There are several tricky tasks in the BF layer to guarantee an effective and efficient buffer management. The following sections elaborate on our specific solution for different problems
The two interface routines BF_GetBuf and BF_AllocBuf both require a free page in the buffer pool. If there is already a free page available, then we can just pop the head of the freelist and use this one. If there are no free pages available though, we need to find a victim. To do this, we implemented the helper function int BF_FlushPage(LRU* lru)
. This function tries to find a victim page, a page that is in the bufferpool but not currently pinned. If one is found, the content of the page (in case it is dirty) is written to the disk. After that, the page is removed from the hashtable and added to the freelist.
There are only two functions that actually write to the disk, namely int BF_FlushPage(LRU* lru)
and int BF_FlushBuf(int fd)
. To write page content to the disk, the function pwrite(int fd, const void *buf, size_t count, off_t offset)
is used, which perfectly fits our needs. We can just pass the unix file descriptor and our pagecontent, the amount of bytes to be written (in our case PAGE_SIZE = 4096) and the offset, where we want to start writing. This offset can easily be calculated by multiplying the number of the page with PAGE_SIZE. Note that the first page of each file is always the header, indicating the amount of pages in the file. The header is always exactly of size PAGE_SIZE, regardless of how big the actual number is.
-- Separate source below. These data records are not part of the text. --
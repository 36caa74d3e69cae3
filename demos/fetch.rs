/**
 * Logs in, skims the newest messages in a mailbox and prints what it found.
 *
 * Settings are taken from the command line or, failing that, from the environment
 * (a `.env` file in the working directory is loaded first):
 * - IMAP_SERVER
 * - IMAP_PORT (defaults to 993)
 * - IMAP_USER
 * - IMAP_PASSWORD
 *
 * Set RUST_LOG=imap_skim=trace to see the conversation.
 */
use std::error::Error;
use std::time::Duration;

use clap::Parser;
use imap_skim::{ClientBuilder, FetchConfig, SessionConfig, Status, IMAPS_PORT};
use tracing_subscriber::{fmt, prelude::*, EnvFilter};

#[derive(Parser, Debug)]
#[command(version, about)]
struct Args {
    #[arg(long, env = "IMAP_SERVER")]
    server: String,

    #[arg(long, env = "IMAP_PORT", default_value_t = IMAPS_PORT)]
    port: u16,

    #[arg(long, env = "IMAP_USER")]
    username: String,

    #[arg(long, env = "IMAP_PASSWORD", hide_env_values = true)]
    password: String,

    #[arg(long, default_value = "INBOX")]
    mailbox: String,

    #[arg(long, default_value = "ALL")]
    criteria: String,

    /// How many of the newest matches to fetch
    #[arg(long, default_value_t = 5)]
    count: usize,

    /// Only print messages whose subject, sender or body contain this
    #[arg(long)]
    keyword: Option<String>,

    /// Seconds to wait for each command
    #[arg(long, default_value_t = 30)]
    timeout: u64,

    /// Only accept tagged completion lines
    #[arg(long)]
    strict: bool,
}

fn main() -> Result<(), Box<dyn Error>> {
    dotenvy::dotenv().ok();

    let filter = EnvFilter::try_from_default_env().unwrap_or_else(|_| EnvFilter::new("info"));
    tracing_subscriber::registry()
        .with(fmt::layer().with_target(true))
        .with(filter)
        .init();

    let args = Args::parse();

    let timeout = Duration::from_secs(args.timeout);
    let config = if args.strict {
        SessionConfig::strict()
    } else {
        SessionConfig::default()
    };

    let mut session = ClientBuilder::new(args.server.as_str(), args.port)
        .connect_timeout(timeout)
        .config(config.with_timeout(Some(timeout)))
        .native_tls()?;

    let login = session.login(&args.username, &args.password)?;
    if matches!(login.status(), Some(Status::No | Status::Bad)) {
        eprintln!("login rejected: {}", login.as_str().trim_end());
        session.logout()?;
        return Ok(());
    }

    let fetch = FetchConfig::default()
        .with_mailbox(args.mailbox)
        .with_criteria(args.criteria)
        .with_count(args.count);
    let report = session.fetch_recent(&fetch)?;

    println!(
        "{} messages found, {} parsed",
        report.found,
        report.parsed()
    );
    for record in &report.records {
        if let Some(keyword) = &args.keyword {
            if !record.matches(keyword) {
                continue;
            }
        }
        println!("----");
        println!("{}", record);
    }

    session.logout()?;
    Ok(())
}
use chrono::{DateTime, FixedOffset};
use std::collections::HashMap;
use std::fmt;

/// A message sequence number as returned by `SEARCH`.
///
/// Sequence numbers are only meaningful within the session and mailbox selection they were
/// obtained in: the server may renumber messages when the mailbox changes.
#[derive(Debug, Clone, PartialEq, Eq, Hash, PartialOrd, Ord)]
pub struct MessageId(String);

impl MessageId {
    /// Wrap an identifier token.
    pub fn new(id: impl Into<String>) -> Self {
        MessageId(id.into())
    }

    /// The identifier as sent by the server.
    pub fn as_str(&self) -> &str {
        &self.0
    }
}

impl fmt::Display for MessageId {
    fn fmt(&self, f: &mut fmt::Formatter<'_>) -> fmt::Result {
        f.write_str(&self.0)
    }
}

impl From<&str> for MessageId {
    fn from(id: &str) -> Self {
        MessageId::new(id)
    }
}

impl PartialEq<&str> for MessageId {
    fn eq(&self, other: &&str) -> bool {
        self.0 == *other
    }
}

/// Header values keyed by field name.
///
/// Fields that were not present in the response are simply absent.
#[derive(Debug, Clone, Default, PartialEq, Eq)]
pub struct HeaderSet {
    fields: HashMap<String, String>,
}

impl HeaderSet {
    /// An empty set.
    pub fn new() -> Self {
        HeaderSet::default()
    }

    /// Record `value` for `name`, replacing any previous value.
    pub fn insert(&mut self, name: impl Into<String>, value: impl Into<String>) {
        self.fields.insert(name.into(), value.into());
    }

    /// The value recorded for `name`.
    pub fn get(&self, name: &str) -> Option<&str> {
        self.fields.get(name).map(String::as_str)
    }

    /// The `From` field.
    pub fn sender(&self) -> Option<&str> {
        self.get("From")
    }

    /// The `Subject` field.
    pub fn subject(&self) -> Option<&str> {
        self.get("Subject")
    }

    /// The `Date` field parsed as an RFC 2822 timestamp.
    ///
    /// Returns `None` if the field is absent or does not parse.
    pub fn date(&self) -> Option<DateTime<FixedOffset>> {
        self.get("Date")
            .and_then(|d| DateTime::parse_from_rfc2822(d).ok())
    }

    /// Number of fields present.
    pub fn len(&self) -> usize {
        self.fields.len()
    }

    /// Whether no field was found.
    pub fn is_empty(&self) -> bool {
        self.fields.is_empty()
    }

    /// Iterate over `(name, value)` pairs in no particular order.
    pub fn iter(&self) -> impl Iterator<Item = (&str, &str)> {
        self.fields.iter().map(|(k, v)| (k.as_str(), v.as_str()))
    }
}

/// A slice of a message body as returned by a partial fetch.
///
/// The length is bounded by the requested range, not checked against the actual content.
#[derive(Debug, Clone, Default, PartialEq, Eq)]
pub struct BodyExcerpt(String);

impl BodyExcerpt {
    /// Wrap excerpt text.
    pub fn new(text: impl Into<String>) -> Self {
        BodyExcerpt(text.into())
    }

    /// The excerpt text.
    pub fn as_str(&self) -> &str {
        &self.0
    }

    /// Whether nothing was extracted.
    pub fn is_empty(&self) -> bool {
        self.0.is_empty()
    }
}

impl fmt::Display for BodyExcerpt {
    fn fmt(&self, f: &mut fmt::Formatter<'_>) -> fmt::Result {
        f.write_str(&self.0)
    }
}

/// Everything extracted for one message.
#[derive(Debug, Clone, PartialEq, Eq)]
pub struct MessageRecord {
    /// Sequence number the message was fetched by.
    pub id: MessageId,
    /// The requested header fields that were present.
    pub headers: HeaderSet,
    /// The fetched body slice.
    pub body: BodyExcerpt,
}

impl MessageRecord {
    /// Case-insensitive match of `keyword` against the subject, the sender and the body.
    pub fn matches(&self, keyword: &str) -> bool {
        let keyword = keyword.to_lowercase();
        [self.headers.subject(), self.headers.sender(), Some(self.body.as_str())]
            .into_iter()
            .flatten()
            .any(|text| text.to_lowercase().contains(&keyword))
    }
}

impl fmt::Display for MessageRecord {
    fn fmt(&self, f: &mut fmt::Formatter<'_>) -> fmt::Result {
        writeln!(f, "message {}", self.id)?;
        for name in ["From", "Subject", "Date"] {
            if let Some(value) = self.headers.get(name) {
                writeln!(f, "{}: {}", name, value)?;
            }
        }
        write!(f, "{}", self.body)
    }
}

#[cfg(test)]
mod tests {
    use super::*;

    fn record(subject: &str, from: &str, body: &str) -> MessageRecord {
        let mut headers = HeaderSet::new();
        headers.insert("Subject", subject);
        headers.insert("From", from);
        MessageRecord {
            id: MessageId::new("7"),
            headers,
            body: BodyExcerpt::new(body),
        }
    }

    #[test]
    fn keyword_match_is_case_insensitive() {
        let r = record("Quarterly REPORT", "Ana <ana@example.com>", "see attached");
        assert!(r.matches("report"));
        assert!(r.matches("EXAMPLE.COM"));
        assert!(r.matches("Attached"));
        assert!(!r.matches("invoice"));
    }

    #[test]
    fn keyword_match_without_headers() {
        let r = MessageRecord {
            id: MessageId::new("1"),
            headers: HeaderSet::new(),
            body: BodyExcerpt::new("the ceti123 key"),
        };
        assert!(r.matches("CETI123"));
        assert!(!r.matches("subject"));
    }

    #[test]
    fn date_parses_rfc2822() {
        let mut headers = HeaderSet::new();
        headers.insert("Date", "Tue, 1 Jul 2003 10:52:37 +0200");
        let date = headers.date().unwrap();
        assert_eq!(date.timestamp(), 1057049557);

        headers.insert("Date", "yesterday");
        assert_eq!(headers.date(), None);
        assert_eq!(HeaderSet::new().date(), None);
    }

    #[test]
    fn display_lists_known_fields() {
        let r = record("Hi", "bob@example.com", "hello");
        assert_eq!(
            r.to_string(),
            "message 7\nFrom: bob@example.com\nSubject: Hi\nhello"
        );
    }
}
Reading a page from disk is handled in int BF_GetBuf(BFreq bq, PFpage** fpage))
. In this interface routine, the function pread(int fd, void *buf, size_t count, off_t offset)
is used, the counterpart to pwrite
that is described in the section above.
In order to cover all kind of errors, some error codes as been added in the file bfUtils.h. Also, to be more comprehensive, the function void BF_ErroHandler(int error)
was implemented. It prints a clear message and exits the program after a certain error occurs. This function is used in PF layer, when a primitive of BF layer is called and its return code is not BFE_OK then the BF_ErrorHandler is called with the return code as parameter.
To quickly check if a page is in the buffer pool or not, we use a hashtable that contains entries for all pages currently in the pool. This has the advantage that we do not need to scan through the LRU list for lookup but can instead get the result in constant time. Drawback is, of course, that some addidional memory is required. The additional memory is minimal and well worth the cost though.
To retrieve a page from the hashtable, a hash out of the file descriptor (not the unix file descriptor, but the file desriptor used in PF layer) and the page number is calculated. To achieve a uniform distribution for the hashcodes, we use the universal hashfunction h(x) = ((ax + b) mod p) mod m
, where a and b are arbitrary integers (123 and 87), p is a prime number (31), and m the size of the hashtable. x is the multiplication of file descriptor and pagenum, whereas 13 and 17 respectively are added to the two components, to avoid one of them being zero (numbers are chosen arbitrarily).
The implementation of the Paged File Layer is pretty straight forward, nothing too fancy going on here. We just use the underlying functions in the BF layer to implement the specified functionality.
One point worth mentioning though is, that for every file created in PF layer, its header is written to the very first page of the file. In order to achieve this the page 0 is allocated as soon as a file is created and immediately written using the memcpy
function.
Consequently each file has always at least one page (pagenumber 0).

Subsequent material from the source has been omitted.